··· Data for this exercise
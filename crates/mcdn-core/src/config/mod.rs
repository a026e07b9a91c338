//! Extension configuration: the `MATERIAL_*` switches plus host routing details.

mod source;

pub use source::{keys, read_switch, ConfigSource, ConfigValue, MapConfig};

use anyhow::{Context, Result};
use serde::{Deserialize, Serialize};
use std::fs;
use std::path::{Path, PathBuf};

/// Host-side routing settings (optional `[host]` section in config.toml).
#[derive(Debug, Clone, PartialEq, Eq, Serialize, Deserialize)]
#[serde(default)]
pub struct HostConfig {
    /// URL prefix the host serves its static folder under.
    pub static_url_path: String,
    /// Server name used to build absolute URLs when the local assets live on a subdomain.
    pub server_name: Option<String>,
}

impl Default for HostConfig {
    fn default() -> Self {
        Self {
            static_url_path: "/static".to_string(),
            server_name: None,
        }
    }
}

/// Configuration loaded from `~/.config/mcdn/config.toml`.
///
/// Missing fields take the extension defaults, so an empty file is valid.
#[derive(Debug, Clone, PartialEq, Eq, Serialize, Deserialize)]
#[serde(default)]
pub struct MaterialConfig {
    /// Select `.min` variants of assets.
    pub use_minified: bool,
    /// Rewrite scheme-relative CDN URLs (`//host/...`) to `https://host/...`.
    pub cdn_force_ssl: bool,
    /// Append `?material=<version>` to revisioned local assets.
    pub querystring_revving: bool,
    /// Serve every library from the local static routes instead of the CDN.
    pub serve_local: bool,
    /// Subdomain the bundled assets are served from, if any.
    pub local_subdomain: Option<String>,
    pub host: HostConfig,
}

impl Default for MaterialConfig {
    fn default() -> Self {
        Self {
            use_minified: true,
            cdn_force_ssl: false,
            querystring_revving: true,
            serve_local: false,
            local_subdomain: None,
            host: HostConfig::default(),
        }
    }
}

impl ConfigSource for MaterialConfig {
    fn read_config(&self, key: &str) -> Option<ConfigValue> {
        let value = match key {
            keys::USE_MINIFIED => ConfigValue::Bool(self.use_minified),
            keys::CDN_FORCE_SSL => ConfigValue::Bool(self.cdn_force_ssl),
            keys::QUERYSTRING_REVVING => ConfigValue::Bool(self.querystring_revving),
            keys::SERVE_LOCAL => ConfigValue::Bool(self.serve_local),
            keys::LOCAL_SUBDOMAIN => self
                .local_subdomain
                .clone()
                .map_or(ConfigValue::None, ConfigValue::Str),
            _ => return None,
        };
        Some(value)
    }
}

pub fn config_path() -> Result<PathBuf> {
    let xdg_dirs = xdg::BaseDirectories::with_prefix("mcdn")?;
    Ok(xdg_dirs.place_config_file("config.toml")?)
}

/// Load configuration from disk, creating a default file if none exists.
pub fn load_or_init() -> Result<MaterialConfig> {
    let path = config_path()?;
    if !path.exists() {
        let default_cfg = MaterialConfig::default();
        let toml = toml::to_string_pretty(&default_cfg)?;
        if let Some(parent) = path.parent() {
            fs::create_dir_all(parent)?;
        }
        fs::write(&path, toml)?;
        tracing::info!("created default config at {}", path.display());
        return Ok(default_cfg);
    }

    load_from(&path)
}

/// Load configuration from an explicit path. The file must exist.
pub fn load_from(path: &Path) -> Result<MaterialConfig> {
    let data = fs::read_to_string(path)
        .with_context(|| format!("failed to read config {}", path.display()))?;
    let cfg: MaterialConfig =
        toml::from_str(&data).with_context(|| format!("invalid config {}", path.display()))?;
    Ok(cfg)
}
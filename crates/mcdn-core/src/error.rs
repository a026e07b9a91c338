//! Error type for resource resolution.

use thiserror::Error;

/// Failure while resolving an asset URL.
///
/// Every variant is a programming or configuration mistake, so none of them
/// is retried: callers propagate them with `?`.
#[derive(Debug, Clone, PartialEq, Eq, Error)]
pub enum ResolveError {
    /// The requested locator name is not in the registry.
    #[error("unknown locator {0:?}")]
    UnknownLocator(String),
    /// Minified rewriting was requested but the filename has no `.`.
    #[error("filename {0:?} has no extension; cannot insert .min")]
    MalformedFilename(String),
    /// A host capability (form support, registered extension) is unavailable.
    #[error("missing capability: {0}")]
    MissingCapability(String),
    /// The router has no route for a static endpoint.
    #[error("no route for static endpoint {0:?}")]
    UnknownEndpoint(String),
    /// The configuration source has no value for a key.
    #[error("configuration key {0} is not set")]
    MissingConfig(String),
}

pub type Result<T> = std::result::Result<T, ResolveError>;
//! URL building for locally served static files.

use std::collections::BTreeMap;

use url::form_urlencoded;

use crate::config::MaterialConfig;
use crate::error::{ResolveError, Result};

/// Endpoint serving the host application's own static folder.
pub const STATIC_ENDPOINT: &str = "static";
/// Endpoint serving the assets bundled with this extension.
pub const MATERIAL_STATIC_ENDPOINT: &str = "material.static";

/// Host routing capability: turns `(endpoint, filename)` into a URL.
pub trait UrlRouter {
    fn url_for(&self, endpoint: &str, filename: &str, query: &[(&str, &str)]) -> Result<String>;
}

#[derive(Debug, Clone, PartialEq, Eq)]
struct Route {
    prefix: String,
    subdomain: Option<String>,
}

/// Router backed by a fixed table of endpoint prefixes.
///
/// Filenames are joined to the prefix with a single `/` and are not
/// percent-encoded. A route with a subdomain yields a scheme-relative URL
/// (`//sub.server/...`) when a server name is known, a plain path otherwise.
#[derive(Debug, Clone, Default)]
pub struct StaticRouter {
    routes: BTreeMap<String, Route>,
    server_name: Option<String>,
}

impl StaticRouter {
    pub fn new() -> Self {
        Self::default()
    }

    /// Routes for the host static folder and the bundled material assets,
    /// laid out the way the host mounts them.
    pub fn from_config(cfg: &MaterialConfig) -> Self {
        let base = cfg.host.static_url_path.trim_end_matches('/');
        let mut router = Self::new()
            .route(STATIC_ENDPOINT, base, None)
            .route(
                MATERIAL_STATIC_ENDPOINT,
                &format!("{base}/material"),
                cfg.local_subdomain.as_deref(),
            );
        router.server_name = cfg.host.server_name.clone();
        router
    }

    /// Adds or replaces the route for `endpoint`.
    pub fn route(mut self, endpoint: &str, prefix: &str, subdomain: Option<&str>) -> Self {
        self.routes.insert(
            endpoint.to_string(),
            Route {
                prefix: prefix.trim_end_matches('/').to_string(),
                subdomain: subdomain.filter(|s| !s.is_empty()).map(str::to_string),
            },
        );
        self
    }

    pub fn server_name(mut self, name: &str) -> Self {
        self.server_name = Some(name.to_string());
        self
    }
}

impl UrlRouter for StaticRouter {
    fn url_for(&self, endpoint: &str, filename: &str, query: &[(&str, &str)]) -> Result<String> {
        let route = self
            .routes
            .get(endpoint)
            .ok_or_else(|| ResolveError::UnknownEndpoint(endpoint.to_string()))?;

        let mut url = match (&route.subdomain, &self.server_name) {
            (Some(sub), Some(server)) => format!("//{sub}.{server}"),
            (Some(sub), None) => {
                tracing::warn!(
                    endpoint,
                    subdomain = %sub,
                    "subdomain route without server name; building a relative URL"
                );
                String::new()
            }
            (None, _) => String::new(),
        };
        url.push_str(&route.prefix);
        url.push('/');
        url.push_str(filename.trim_start_matches('/'));

        if !query.is_empty() {
            let qs = form_urlencoded::Serializer::new(String::new())
                .extend_pairs(query)
                .finish();
            url.push('?');
            url.push_str(&qs);
        }
        Ok(url)
    }
}

#[cfg(test)]
mod tests {
    use super::*;

    #[test]
    fn default_layout() {
        let router = StaticRouter::from_config(&MaterialConfig::default());
        assert_eq!(
            router.url_for(STATIC_ENDPOINT, "js/app.js", &[]).unwrap(),
            "/static/js/app.js"
        );
        assert_eq!(
            router
                .url_for(MATERIAL_STATIC_ENDPOINT, "css/materialize.css", &[])
                .unwrap(),
            "/static/material/css/materialize.css"
        );
    }

    #[test]
    fn query_is_form_encoded() {
        let router = StaticRouter::new().route("static", "/s/", None);
        assert_eq!(
            router
                .url_for("static", "a.css", &[("material", "0.1.1"), ("q", "a b&c")])
                .unwrap(),
            "/s/a.css?material=0.1.1&q=a+b%26c"
        );
    }

    #[test]
    fn subdomain_with_server_name_is_scheme_relative() {
        let mut cfg = MaterialConfig {
            local_subdomain: Some("assets".to_string()),
            ..MaterialConfig::default()
        };
        cfg.host.server_name = Some("example.com".to_string());
        let router = StaticRouter::from_config(&cfg);
        assert_eq!(
            router
                .url_for(MATERIAL_STATIC_ENDPOINT, "js/materialize.js", &[])
                .unwrap(),
            "//assets.example.com/static/material/js/materialize.js"
        );
        // The host's own static folder stays on the main domain.
        assert_eq!(
            router.url_for(STATIC_ENDPOINT, "x.js", &[]).unwrap(),
            "/static/x.js"
        );
    }

    #[test]
    fn subdomain_without_server_name_falls_back_to_path() {
        let cfg = MaterialConfig {
            local_subdomain: Some("assets".to_string()),
            ..MaterialConfig::default()
        };
        let router = StaticRouter::from_config(&cfg);
        assert_eq!(
            router
                .url_for(MATERIAL_STATIC_ENDPOINT, "js/x.js", &[])
                .unwrap(),
            "/static/material/js/x.js"
        );
    }

    #[test]
    fn unknown_endpoint() {
        let router = StaticRouter::new();
        assert_eq!(
            router.url_for("nope", "a.js", &[]),
            Err(ResolveError::UnknownEndpoint("nope".to_string()))
        );
    }
}
use std::sync::Arc;
use std::time::Duration;
use tokio::sync::Mutex;
use tokio::task::JoinHandle;
use tokio::time::MissedTickBehavior;
use tracing::{debug, info, warn};

use crate::config::HistoryConfig;
use crate::error::HistoryError;
use crate::ledger::Ledger;
use crate::store::TransactionHistory;

/// Periodically rebuilds a [`TransactionHistory`] from its ledger.
///
/// Rebuilds are synchronous, so each one runs on the blocking pool. Stopping
/// the refresher does not interrupt a rebuild already in flight; that rebuild
/// completes or fails on its own and the store stays consistent either way.
pub struct HistoryRefresher<L> {
    history: Arc<TransactionHistory>,
    ledger: Arc<L>,
    interval: Duration,
    enabled: bool,
    task: Mutex<Option<JoinHandle<()>>>,
}

impl<L> HistoryRefresher<L>
where
    L: Ledger + Send + Sync + 'static,
{
    /// Create a refresher rebuilding every `interval`
    pub fn new(history: Arc<TransactionHistory>, ledger: Arc<L>, interval: Duration) -> Self {
        Self {
            history,
            ledger,
            interval,
            enabled: true,
            task: Mutex::new(None),
        }
    }

    /// Create a refresher using the configured interval and enablement
    pub fn from_config(
        history: Arc<TransactionHistory>,
        ledger: Arc<L>,
        config: &HistoryConfig,
    ) -> Self {
        Self {
            enabled: config.refresh_enabled,
            ..Self::new(history, ledger, config.refresh_interval())
        }
    }

    pub fn history(&self) -> &Arc<TransactionHistory> {
        &self.history
    }

    /// Start the background loop, replacing a running one.
    ///
    /// The first rebuild happens immediately. Returns `false` without
    /// spawning when background refresh is disabled or the interval is zero.
    pub async fn start(&self) -> bool {
        if !self.enabled {
            info!("Background history refresh disabled by configuration");
            return false;
        }
        if self.interval.is_zero() {
            warn!("History refresh interval is zero, background refresh not started");
            return false;
        }

        let mut task = self.task.lock().await;

        if let Some(handle) = task.take() {
            handle.abort();
        }

        let history = Arc::clone(self.history());
        let ledger = Arc::clone(&self.ledger);
        let interval = self.interval;
        *task = Some(tokio::spawn(async move {
            refresh_loop(history, ledger, interval).await;
        }));

        info!(interval_secs = self.interval.as_secs_f64(), "History refresher started");
        true
    }

    /// Stop the background loop. Safe to call when not running.
    pub async fn stop(&self) {
        let mut task = self.task.lock().await;

        if let Some(handle) = task.take() {
            handle.abort();
            info!("History refresher stopped");
        } else {
            debug!("No history refresher to stop");
        }
    }

    pub async fn is_running(&self) -> bool {
        self.task
            .lock()
            .await
            .as_ref()
            .is_some_and(|handle| !handle.is_finished())
    }

    /// Rebuild right now, independent of the background schedule
    pub async fn refresh_now(&self) -> Result<usize, HistoryError> {
        run_refresh(Arc::clone(self.history()), Arc::clone(&self.ledger)).await
    }
}

async fn run_refresh<L>(
    history: Arc<TransactionHistory>,
    ledger: Arc<L>,
) -> Result<usize, HistoryError>
where
    L: Ledger + Send + Sync + 'static,
{
    tokio::task::spawn_blocking(move || history.refresh(ledger.as_ref()))
        .await
        .map_err(|e| HistoryError::RefreshTask(e.to_string()))?
}

async fn refresh_loop<L>(history: Arc<TransactionHistory>, ledger: Arc<L>, interval: Duration)
where
    L: Ledger + Send + Sync + 'static,
{
    let mut ticker = tokio::time::interval(interval);
    ticker.set_missed_tick_behavior(MissedTickBehavior::Delay);

    loop {
        ticker.tick().await;

        match run_refresh(Arc::clone(&history), Arc::clone(&ledger)).await {
            Ok(count) => debug!(count, "Background history refresh complete"),
            Err(e) => warn!(
                error = %e,
                retryable = e.is_retryable(),
                "Background history refresh failed"
            ),
        }
    }
}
······
◆ **Exercise**
Every line above in which the word "async" occurs is to be copied.

◆ **Written solution**
    pub async fn start(&self) -> bool {
        *task = Some(tokio::spawn(async move {
    pub async fn stop(&self) {
    pub async fn is_running(&self) -> bool {
    pub async fn refresh_now(&self) -> Result<usize, HistoryError> {
async fn run_refresh<L>(
async fn refresh_loop<L>(history: Arc<TransactionHistory>, ledger: Arc<L>, interval: Duration)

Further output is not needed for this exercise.